I think marketplace's experience companies behaving like this as well, however with a strict set of market dynamics blinders on, most companies don't understand the value (to themselves) of their own competition.

I was reminded of this today, when I heard that the market-leading dominant airline in my part of the world, would be starting service to an under-utilized, previously ignored little airport that happens to the home base of a start-up airline that's making some PR and other waves. This move to serve this airport is intended as a 'kill-shot' to the start-up. This start-up is doing what any small business needs to do - it's trying to get attention for itself by screaming from any available rooftop about it's services and trying to sway customers away from their obvious choice - the frequencies, loyalty programs and the fact that you can't get around the country without getting onto the major carriers' planes. They've an uphill battle - the list of failed start up airlines going up against this incumbent player is long and not particularly illustrious.
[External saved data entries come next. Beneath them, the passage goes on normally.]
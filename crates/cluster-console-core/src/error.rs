// Copyright 2025-Present Datadog, Inc. https://www.datadoghq.com/
// SPDX-License-Identifier: Apache-2.0

//! Error taxonomy shared by the command layer.
//!
//! Backend failures travel through the crate untouched inside
//! [`BackendError`]; everything else the layer can detect on its own
//! (undecodable payloads, malformed log stream names, unusable cluster
//! configurations) gets its own variant on [`CommandError`] so callers can
//! tell the two apart.

use std::fmt;

use serde_json::Value;

use crate::clusters::ClusterConfigurationError;
use crate::logs::LogStreamError;

/// HTTP status the backend answers with when the cost explorer cannot be reached.
const COST_EXPLORER_UNAVAILABLE_STATUS: u16 = 405;

/// Opaque failure produced by a [`RequestExecutor`](crate::executor::RequestExecutor).
///
/// The payload is whatever the transport reported, typically shaped like
/// `{ "response": { "status": 400, "data": { "message": "..." } } }`. It is
/// never reshaped; the accessors below only read from it.
#[derive(Debug, Clone, PartialEq)]
pub struct BackendError {
    payload: Value,
}

impl BackendError {
    pub fn new(payload: Value) -> Self {
        Self { payload }
    }

    /// The untouched payload as received from the executor.
    pub fn payload(&self) -> &Value {
        &self.payload
    }

    pub fn into_payload(self) -> Value {
        self.payload
    }

    /// Message found at `response.data.message`, if any.
    pub fn message(&self) -> Option<&str> {
        self.payload
            .pointer("/response/data/message")
            .and_then(Value::as_str)
    }

    /// HTTP status found at `response.status`, if any.
    pub fn status(&self) -> Option<u16> {
        self.payload
            .pointer("/response/status")
            .and_then(Value::as_u64)
            .and_then(|status| u16::try_from(status).ok())
    }

    /// Whether the backend refused cost monitoring because the cost explorer is not reachable.
    pub fn is_cost_explorer_unavailable(&self) -> bool {
        self.status() == Some(COST_EXPLORER_UNAVAILABLE_STATUS)
    }
}

impl fmt::Display for BackendError {
    fn fmt(&self, f: &mut fmt::Formatter<'_>) -> fmt::Result {
        match (self.status(), self.message()) {
            (Some(status), Some(message)) => {
                write!(f, "backend request failed with status {status}: {message}")
            }
            (None, Some(message)) => write!(f, "backend request failed: {message}"),
            (Some(status), None) => write!(f, "backend request failed with status {status}"),
            (None, None) => f.write_str("backend request failed"),
        }
    }
}

impl std::error::Error for BackendError {}

impl From<Value> for BackendError {
    fn from(payload: Value) -> Self {
        Self::new(payload)
    }
}

/// Errors returned by [`CommandDispatcher`](crate::commands::CommandDispatcher).
#[derive(Debug, thiserror::Error)]
pub enum CommandError {
    /// The executor failed; the original error is carried as-is.
    #[error(transparent)]
    Backend(#[from] BackendError),

    /// The call succeeded but the payload did not have the expected shape.
    #[error("{command}: unexpected response payload: {source}")]
    MalformedPayload {
        command: &'static str,
        #[source]
        source: serde_json::Error,
    },

    /// A log stream name could not be decomposed.
    #[error(transparent)]
    LogStream(#[from] LogStreamError),

    /// The cluster configuration to submit could not be tagged.
    #[error(transparent)]
    ClusterConfiguration(#[from] ClusterConfigurationError),
}

impl CommandError {
    /// Returns the backend error when the failure originated in the executor.
    pub fn as_backend(&self) -> Option<&BackendError> {
        match self {
            Self::Backend(error) => Some(error),
            _ => None,
        }
    }
}

#[cfg(test)]
mod tests {
    use super::*;
    use serde_json::json;

    #[test]
    fn backend_error_reads_message_and_status() {
        let error = BackendError::new(json!({
            "response": { "status": 400, "data": { "message": "some-error-message" } }
        }));
        assert_eq!(error.message(), Some("some-error-message"));
        assert_eq!(error.status(), Some(400));
        assert_eq!(
            error.to_string(),
            "backend request failed with status 400: some-error-message"
        );
    }

    #[test]
    fn backend_error_without_response_still_displays() {
        let error = BackendError::new(json!("connection reset"));
        assert_eq!(error.message(), None);
        assert_eq!(error.status(), None);
        assert_eq!(error.to_string(), "backend request failed");
    }

    #[test]
    fn backend_error_keeps_payload_untouched() {
        let payload = json!({ "response": { "data": { "message": "m" } }, "extra": [1, 2] });
        let error = BackendError::from(payload.clone());
        assert_eq!(error.payload(), &payload);
        assert_eq!(error.into_payload(), payload);
    }

    #[test]
    fn detects_unreachable_cost_explorer() {
        let unavailable = BackendError::new(json!({ "response": { "status": 405 } }));
        let forbidden = BackendError::new(json!({ "response": { "status": 403 } }));
        assert!(unavailable.is_cost_explorer_unavailable());
        assert!(!forbidden.is_cost_explorer_unavailable());
    }

    #[test]
    fn command_error_is_transparent_for_backend_failures() {
        let backend = BackendError::new(json!({ "response": { "data": { "message": "boom" } } }));
        let error = CommandError::from(backend.clone());
        assert_eq!(error.to_string(), backend.to_string());
        assert_eq!(error.as_backend(), Some(&backend));
    }
}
The story and lesson here isn't the new little carrier though, it's the impact on the established player of competition. Like any established player that has marketplace dominance, when it doesn't feel threatened, it gets complacent and lazy. It is one of the most loved and and also most hated organizations in my nation. It can be pretty cutting edge, and offers fantastic levels of service and value at times...its' people are innovative and push to make the customer experience memorable at times. But when it's not motivated to keep its customers - those are the days when you're lucky to get where you're going, lucky not be snarled at, and probably much poorer for the purchase of their offerings. They tend to fall back into "screw the client" mode very fast.

You see we like it as customers when an organization understands it needs to earn our loyalty, and keeps trying to impress us as we are involved with them. It makes us come back - pointedly it makes us not want to try the untested new player in town - and stick with what we know works well. Our marketplaces have a few of these spectacular providers around - but they stand out because they are so rare. What Tim Horton's, Disney or Zappos understand is that competition makes them reach farther, push harder and it makes them better at what they do. It helps them ensure that they don't get complacent and lazy and they see they ought not to try to kill off the competition, but rather they should learn from it and adopt its best practices (and a fair share of their competitor's customers).

You see the greatest value as consumers we can get from a providor is the understanding that they need to continually earn our custom. The smart organization leverages it's competition to provide that motivation.